Im Anschluss an die Vorträge diskutierten die Referent*innen unter der Moderation von Ursula Sowa mit wichtigen Akteur*innen aus Nürnberg die Chancen einer IBA für die Metropolregion Nürnberg: Dr. Christa Standecker, Geschäftsführerin der Metropolregion Nürnberg, Daniel F. Ulrich, Planungs- und Baureferent der Stadt Nürnberg und Monika Krannich-Pöhler, bau- und planungspolitische Sprecherin der grünen Stadtratsfraktion Nürnberg. Daniel F. Ulrich unterstrich die Wichtigkeit, ein klares Ziel zu definieren. Zentral für die Stadt der Zukunft sei das Thema Mobilität, welches im Rahmen einer IBA neugedacht werden könnte. Nürnberg, so Dr. Christa Standecker lebe von den Verflechtungen mit den Kommunen in der Metropolregion. Die Grundfrage für eine IBA in der Region sei, wie dieses polyzentrische Netzwerk auf Augenhöhe gestärkt werden können. Monika Krannich-Pöhler sieht die Chance einer IBA darin, das Thema „Baukultur“ in die Gesellschaft zu bringen.

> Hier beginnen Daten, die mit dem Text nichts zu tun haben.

use times_roman_shared::{
    articles::{fetch_home_feed, HomeFeed, HOME_LATEST_COUNT},
    meta::PageMeta,
};
use yew::prelude::*;

use crate::{
    api::ClientHandle,
    components::{
        article_card::ArticleCard,
        category_section::{ArticleCardSkeleton, CategorySection},
        featured_article::FeaturedArticle,
    },
    hooks::MountGuard,
    i18n::current::home as t,
    seo::use_page_meta,
};

#[function_component(HomePage)]
pub fn home_page() -> Html {
    let client = use_context::<ClientHandle>();
    let feed = use_state(|| None::<HomeFeed>);

    use_page_meta(PageMeta::home());

    {
        let feed = feed.clone();
        use_effect_with(client, move |client| {
            let guard = MountGuard::new();
            if let Some(client) = client.clone() {
                let task_guard = guard.clone();
                wasm_bindgen_futures::spawn_local(async move {
                    let loaded = fetch_home_feed(&*client).await;
                    if task_guard.is_live() {
                        feed.set(Some(loaded));
                    }
                });
            }
            move || guard.cancel()
        });
    }

    let Some(feed) = (*feed).clone() else {
        return html! {
            <>
                <section class={classes!("container", "mx-auto", "px-4", "py-6", "md:py-8")}>
                    <div class={classes!("aspect-[16/9]", "w-full", "animate-pulse", "rounded-lg", "bg-gray-200")}></div>
                </section>
                <section class={classes!("bg-gray-50", "py-8")}>
                    <div class={classes!("container", "mx-auto", "px-4")}>
                        <h2 class={classes!("mb-6", "font-serif", "text-2xl", "font-bold")}>{ t::LATEST_HEADING }</h2>
                        <div class={classes!("grid", "grid-cols-1", "gap-6", "sm:grid-cols-2", "lg:grid-cols-4")}>
                            { for (0..HOME_LATEST_COUNT).map(|index| html! { <ArticleCardSkeleton key={index} /> }) }
                        </div>
                    </div>
                </section>
            </>
        };
    };

    html! {
        <>
            <section class={classes!("container", "mx-auto", "px-4", "py-6", "md:py-8")}>
                <FeaturedArticle article={feed.featured.clone()} />
            </section>

            if !feed.latest.is_empty() {
                <section class={classes!("bg-gray-50", "py-8")}>
                    <div class={classes!("container", "mx-auto", "px-4")}>
                        <h2 class={classes!("mb-6", "font-serif", "text-2xl", "font-bold")}>{ t::LATEST_HEADING }</h2>
                        <div class={classes!("grid", "grid-cols-1", "gap-6", "sm:grid-cols-2", "lg:grid-cols-4")}>
                            { for feed.latest.iter().map(|article| html! {
                                <ArticleCard key={article.id.clone()} article={article.clone()} />
                            }) }
                        </div>
                    </div>
                </section>
            }

            { for feed.sections.iter().enumerate().map(|(index, section)| html! {
                <div key={section.category.slug()} class={classes!((index % 2 == 1).then_some("bg-gray-50"))}>
                    <CategorySection category={section.category.clone()} section={Some(section.clone())} />
                </div>
            }) }
        </>
    }
}
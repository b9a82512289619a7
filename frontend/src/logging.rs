//! `tracing` output for the browser: every event is written to the devtools
//! console at the matching level.

use std::fmt::{self, Write as _};

use tracing::{
    field::{Field, Visit},
    Event, Level, Subscriber,
};
use tracing_subscriber::{
    filter::LevelFilter,
    layer::{Context, SubscriberExt},
    util::SubscriberInitExt,
    Layer,
};
use wasm_bindgen::JsValue;
use web_sys::console;

use crate::config;

/// Install the global subscriber. Safe to call more than once.
pub fn init() {
    let level = parse_level(config::LOG_LEVEL);
    let _ = tracing_subscriber::registry()
        .with(level)
        .with(ConsoleLayer)
        .try_init();
}

fn parse_level(raw: &str) -> LevelFilter {
    raw.trim().parse::<LevelFilter>().unwrap_or(LevelFilter::INFO)
}

struct ConsoleLayer;

impl<S: Subscriber> Layer<S> for ConsoleLayer {
    fn on_event(&self, event: &Event<'_>, _ctx: Context<'_, S>) {
        let metadata = event.metadata();
        let mut line = EventLine::default();
        event.record(&mut line);
        let text = JsValue::from_str(&line.render(metadata.target()));
        match *metadata.level() {
            Level::ERROR => console::error_1(&text),
            Level::WARN => console::warn_1(&text),
            Level::INFO => console::info_1(&text),
            Level::DEBUG => console::debug_1(&text),
            Level::TRACE => console::log_1(&text),
        }
    }
}

#[derive(Default)]
struct EventLine {
    message: String,
    fields: String,
}

impl EventLine {
    fn render(&self, target: &str) -> String {
        format!("[{}] {}{}", target, self.message, self.fields)
    }
}

impl Visit for EventLine {
    fn record_str(&mut self, field: &Field, value: &str) {
        if field.name() == "message" {
            self.message = value.to_string();
        } else {
            let _ = write!(self.fields, " {}={}", field.name(), value);
        }
    }

    fn record_debug(&mut self, field: &Field, value: &dyn fmt::Debug) {
        if field.name() == "message" {
            self.message = format!("{:?}", value);
        } else {
            let _ = write!(self.fields, " {}={:?}", field.name(), value);
        }
    }
}

#[cfg(test)]
mod tests {
    use super::*;

    #[test]
    fn unknown_levels_fall_back_to_info() {
        assert_eq!(parse_level("debug"), LevelFilter::DEBUG);
        assert_eq!(parse_level(" WARN "), LevelFilter::WARN);
        assert_eq!(parse_level("chatty"), LevelFilter::INFO);
    }
}
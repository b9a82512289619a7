pub mod article;
pub mod auth;
pub mod auth_callback;
pub mod category;
pub mod home;
pub mod not_found;
pub mod profile;
pub mod search;
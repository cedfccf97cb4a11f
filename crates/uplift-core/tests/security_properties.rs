//! Property tests over the validator families

use proptest::prelude::*;
use std::fs;
use tempfile::TempDir;
use uplift_core::security::signature::{sign, verify};
use uplift_core::{
    CommandRisk, CommandValidator, IdentifierValidator, PathValidator, PluginRisk,
    RiskTier, SqlRisk,
};

const SAFE_WORDS: &[&str] = &["ls", "cat", "grep", "wc", "head", "echo", "sort"];

/// Fragments the raw-pattern scan rejects, excluding line breaks which the
/// tokenizer treats as plain whitespace
const INJECTIONS: &[&str] = &[
    "; rm -rf x",
    " && whoami",
    " | tee out",
    " $(id)",
    " `id`",
    " > /dev/sda",
    " /etc/shadow",
    " /root/.bashrc",
    " /proc/self/environ",
    " /sys/kernel",
    " ../../secret",
    " ~/secret",
    " &",
];

fn tier_strategy<R: RiskTier>() -> impl Strategy<Value = R> {
    prop::sample::select(R::all().to_vec())
}

proptest! {
    #[test]
    fn escalation_is_monotonic(
        levels in prop::collection::vec(tier_strategy::<PluginRisk>(), 1..20)
    ) {
        let mut current = PluginRisk::LOWEST;
        for level in levels {
            let next = current.escalate(level);
            prop_assert!(next >= current);
            prop_assert!(next >= level);
            current = next;
        }
    }

    #[test]
    fn sql_escalation_is_monotonic(a in tier_strategy::<SqlRisk>(), b in tier_strategy::<SqlRisk>()) {
        prop_assert_eq!(a.escalate(b), b.escalate(a));
        prop_assert!(a.escalate(b) >= a);
    }

    #[test]
    fn command_validity_matches_threshold(
        word in prop::sample::select(SAFE_WORDS.to_vec()),
        arg in "[a-z0-9_./-]{0,12}",
        injection in prop::option::of(prop::sample::select(INJECTIONS.to_vec())),
        allow_dangerous in any::<bool>(),
    ) {
        let validator = CommandValidator::new(allow_dangerous);
        let command = format!("{} {}{}", word, arg, injection.unwrap_or(""));
        let result = validator.validate(&command);
        if result.is_valid {
            prop_assert!(result.risk_level < validator.rejection_threshold());
        } else {
            prop_assert!(!result.reason.is_empty());
        }
        if result.risk_level >= validator.rejection_threshold() {
            prop_assert!(!result.is_valid);
        }
        if injection.is_some() {
            prop_assert!(!result.is_valid);
            prop_assert_eq!(result.risk_level, CommandRisk::Forbidden);
        }
    }

    #[test]
    fn raw_pattern_rejections_survive_tokenization(
        word in prop::sample::select(SAFE_WORDS.to_vec()),
        injection in prop::sample::select(INJECTIONS.to_vec()),
    ) {
        // Whatever the raw scan rejects must also fail once the scan is
        // bypassed: either the tokenizer refuses it or a token check does.
        let command = format!("{}{}", word, injection);
        prop_assert!(!CommandValidator::new(true).validate(&command).is_valid);
        if let Ok(tokens) = shell_words::split(&command) {
            let tokenized = CommandValidator::new(true).validate_tokens(&tokens);
            prop_assert!(!tokenized.is_valid, "{:?} -> {:?}", command, tokens);
        }
    }

    #[test]
    fn signature_round_trip(
        payload in prop::collection::vec(any::<u8>(), 0..256),
        other in prop::collection::vec(any::<u8>(), 0..256),
        key in prop::collection::vec(any::<u8>(), 1..64),
    ) {
        let sig = sign(&payload, &key).unwrap();
        prop_assert!(verify(&payload, &sig, &key));
        if payload != other {
            prop_assert!(!verify(&other, &sig, &key));
        }
    }

    #[test]
    fn identifier_validity_matches_threshold(name in "\\PC{0,70}") {
        let result = IdentifierValidator::new().validate_table_name(&name);
        prop_assert_eq!(result.is_valid, !result.risk_level.rejects());
        if !result.is_valid {
            prop_assert!(!result.reason.is_empty());
        }
    }

    #[test]
    fn plain_identifiers_up_to_64_chars_pass(name in "[a-z][a-z0-9]{0,63}") {
        let upper = name.to_ascii_uppercase();
        prop_assume!(!uplift_core::security::sql::SQL_KEYWORDS.contains(&upper.as_str()));
        prop_assert!(IdentifierValidator::new().validate_column_name(&name).is_valid);
    }
}

proptest! {
    #![proptest_config(ProptestConfig::with_cases(64))]

    #[test]
    fn canonicalization_is_idempotent(
        segments in prop::collection::vec("[a-z]{1,6}|\\.|\\.\\.", 1..8)
    ) {
        let tmp = TempDir::new().unwrap();
        fs::create_dir_all(tmp.path().join("a/b")).unwrap();
        let validator = PathValidator::new([tmp.path().to_path_buf()]);
        let relative = segments.join("/");
        // paths running through an existing file cannot be resolved at all
        let Ok(once) = validator.canonicalize(tmp.path().join(&relative)) else {
            return Ok(());
        };
        let twice = validator.canonicalize(&once).unwrap();
        prop_assert_eq!(once, twice);
    }

    #[test]
    fn path_validity_matches_threshold(name in "[a-zA-Z0-9_./~-]{1,24}") {
        let tmp = TempDir::new().unwrap();
        let validator = PathValidator::new([tmp.path().to_path_buf()]);
        let result = validator.validate(tmp.path().join(&name), uplift_core::AccessMode::Read);
        prop_assert_eq!(result.is_valid, !result.risk_level.rejects());
        prop_assert_eq!(result.is_valid, result.resolved_path.is_some());
    }
}
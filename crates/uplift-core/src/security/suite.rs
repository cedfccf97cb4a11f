//! One-shot construction of every validator from a `SecurityConfig`.

use super::command::CommandValidator;
use super::path::PathValidator;
use super::plugin::PluginValidator;
use super::profile::SecurityProfile;
use super::signature::SignatureValidator;
use super::sql::{IdentifierValidator, InjectionDetector};
use crate::config::SecurityConfig;
use crate::error::SecurityError;
use std::sync::Arc;
use tracing::info;

/// The validators a process needs, built once at startup and passed by handle
#[derive(Debug, Clone)]
pub struct SecuritySuite {
    profile: SecurityProfile,
    commands: CommandValidator,
    paths: Arc<PathValidator>,
    identifiers: IdentifierValidator,
    injections: InjectionDetector,
    plugins: PluginValidator,
    cache_signer: SignatureValidator,
    audit_capacity: usize,
}

impl SecuritySuite {
    /// Fails only when the profile refuses a missing secret key
    pub fn from_config(config: &SecurityConfig) -> Result<Self, SecurityError> {
        let plugins = PluginValidator::new(
            SignatureValidator::new(config.plugin_signing_key()?),
            config.plugin_policy(),
        );
        let cache_signer = SignatureValidator::new(config.cache_signing_key()?);
        let suite = Self {
            profile: config.profile,
            commands: CommandValidator::with_policy(config.command_policy()),
            paths: Arc::new(PathValidator::with_policy(config.path_policy())),
            identifiers: IdentifierValidator::new(),
            injections: InjectionDetector::new(),
            plugins,
            cache_signer,
            audit_capacity: config.audit_capacity,
        };
        info!(
            profile = %suite.profile,
            allowed_directories = suite.paths.allowed_directories().len(),
            "security suite initialized"
        );
        Ok(suite)
    }

    pub fn profile(&self) -> SecurityProfile {
        self.profile
    }

    pub fn commands(&self) -> &CommandValidator {
        &self.commands
    }

    pub fn paths(&self) -> Arc<PathValidator> {
        Arc::clone(&self.paths)
    }

    pub fn identifiers(&self) -> &IdentifierValidator {
        &self.identifiers
    }

    pub fn injections(&self) -> &InjectionDetector {
        &self.injections
    }

    pub fn plugins(&self) -> &PluginValidator {
        &self.plugins
    }

    pub fn cache_signer(&self) -> &SignatureValidator {
        &self.cache_signer
    }

    pub fn audit_capacity(&self) -> usize {
        self.audit_capacity
    }

    /// Strict mode also rejects Suspicious SQL identifiers
    pub fn strict_identifiers(&self) -> bool {
        self.profile == SecurityProfile::Strict
    }
}

#[cfg(test)]
mod tests {
    use super::*;
    use crate::security::risk::CommandRisk;
    use tempfile::TempDir;

    #[test]
    fn test_strict_without_keys_refuses() {
        let err = SecuritySuite::from_config(&SecurityConfig::default()).unwrap_err();
        assert!(matches!(err, SecurityError::MissingSecretKey { .. }));
    }

    #[test]
    fn test_strict_with_keys() {
        let tmp = TempDir::new().unwrap();
        let config = SecurityConfig {
            plugin_secret_key: Some("p".into()),
            cache_secret_key: Some("c".into()),
            allowed_directories: vec![tmp.path().to_path_buf()],
            ..SecurityConfig::default()
        };
        let suite = SecuritySuite::from_config(&config).unwrap();
        assert!(suite.strict_identifiers());
        assert_eq!(suite.commands().rejection_threshold(), CommandRisk::Dangerous);
        assert!(!suite.paths().allows_symlinks());
        assert!(suite.plugins().policy().require_signature);
        assert!(!suite.cache_signer().uses_default_key());
    }

    #[test]
    fn test_moderate_falls_back_to_default_keys() {
        let suite =
            SecuritySuite::from_config(&SecurityConfig::for_profile(SecurityProfile::Moderate))
                .unwrap();
        assert!(suite.cache_signer().uses_default_key());
        assert!(suite.paths().allows_symlinks());
        assert!(suite.commands().validate("touch notes.txt").is_valid);
    }
}
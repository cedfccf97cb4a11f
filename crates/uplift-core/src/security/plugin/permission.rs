//! Capability permissions a plugin may require.

use serde::{Deserialize, Serialize};
use std::fmt;
use std::str::FromStr;

#[derive(Debug, Clone, Copy, PartialEq, Eq, PartialOrd, Ord, Hash, Serialize, Deserialize)]
pub enum Permission {
    #[serde(rename = "file.read")]
    FileRead,
    #[serde(rename = "file.write")]
    FileWrite,
    #[serde(rename = "file.delete")]
    FileDelete,
    #[serde(rename = "network.access")]
    NetworkAccess,
    #[serde(rename = "network.bind")]
    NetworkBind,
    #[serde(rename = "process.spawn")]
    ProcessSpawn,
    #[serde(rename = "process.kill")]
    ProcessKill,
    #[serde(rename = "system.info")]
    SystemInfo,
    #[serde(rename = "system.modify")]
    SystemModify,
    #[serde(rename = "database.read")]
    DatabaseRead,
    #[serde(rename = "database.write")]
    DatabaseWrite,
    #[serde(rename = "api.call")]
    ApiCall,
}

impl Permission {
    pub const ALL: [Permission; 12] = [
        Permission::FileRead,
        Permission::FileWrite,
        Permission::FileDelete,
        Permission::NetworkAccess,
        Permission::NetworkBind,
        Permission::ProcessSpawn,
        Permission::ProcessKill,
        Permission::SystemInfo,
        Permission::SystemModify,
        Permission::DatabaseRead,
        Permission::DatabaseWrite,
        Permission::ApiCall,
    ];

    pub fn as_str(&self) -> &'static str {
        match self {
            Permission::FileRead => "file.read",
            Permission::FileWrite => "file.write",
            Permission::FileDelete => "file.delete",
            Permission::NetworkAccess => "network.access",
            Permission::NetworkBind => "network.bind",
            Permission::ProcessSpawn => "process.spawn",
            Permission::ProcessKill => "process.kill",
            Permission::SystemInfo => "system.info",
            Permission::SystemModify => "system.modify",
            Permission::DatabaseRead => "database.read",
            Permission::DatabaseWrite => "database.write",
            Permission::ApiCall => "api.call",
        }
    }
}

impl fmt::Display for Permission {
    fn fmt(&self, f: &mut fmt::Formatter<'_>) -> fmt::Result {
        f.write_str(self.as_str())
    }
}

impl FromStr for Permission {
    type Err = String;

    fn from_str(s: &str) -> Result<Self, Self::Err> {
        Permission::ALL
            .iter()
            .find(|p| p.as_str() == s)
            .copied()
            .ok_or_else(|| format!("unknown permission: {}", s))
    }
}

#[cfg(test)]
mod tests {
    use super::*;

    #[test]
    fn test_string_forms_round_trip() {
        for p in Permission::ALL {
            assert_eq!(p.as_str().parse::<Permission>().unwrap(), p);
            let json = serde_json::to_string(&p).unwrap();
            assert_eq!(json, format!("\"{}\"", p.as_str()));
        }
        assert!("file.execute".parse::<Permission>().is_err());
    }
}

Ursula Sowa wünscht sich, dass Nürnberg und weitere Kommunen in der Metropolregion auf den IBA-Zug aufspringen. Zur Konkretisierung der Ideen sowie um eine Projekt-, Organisations- und Finanzierungsstruktur für den IBA-Prozess zu entwickeln, braucht es aber die Unterstützung durch den Freistaat. Dazu hat die Grüne-Landtagsfraktion einen Antrag in den Landtag eingebracht.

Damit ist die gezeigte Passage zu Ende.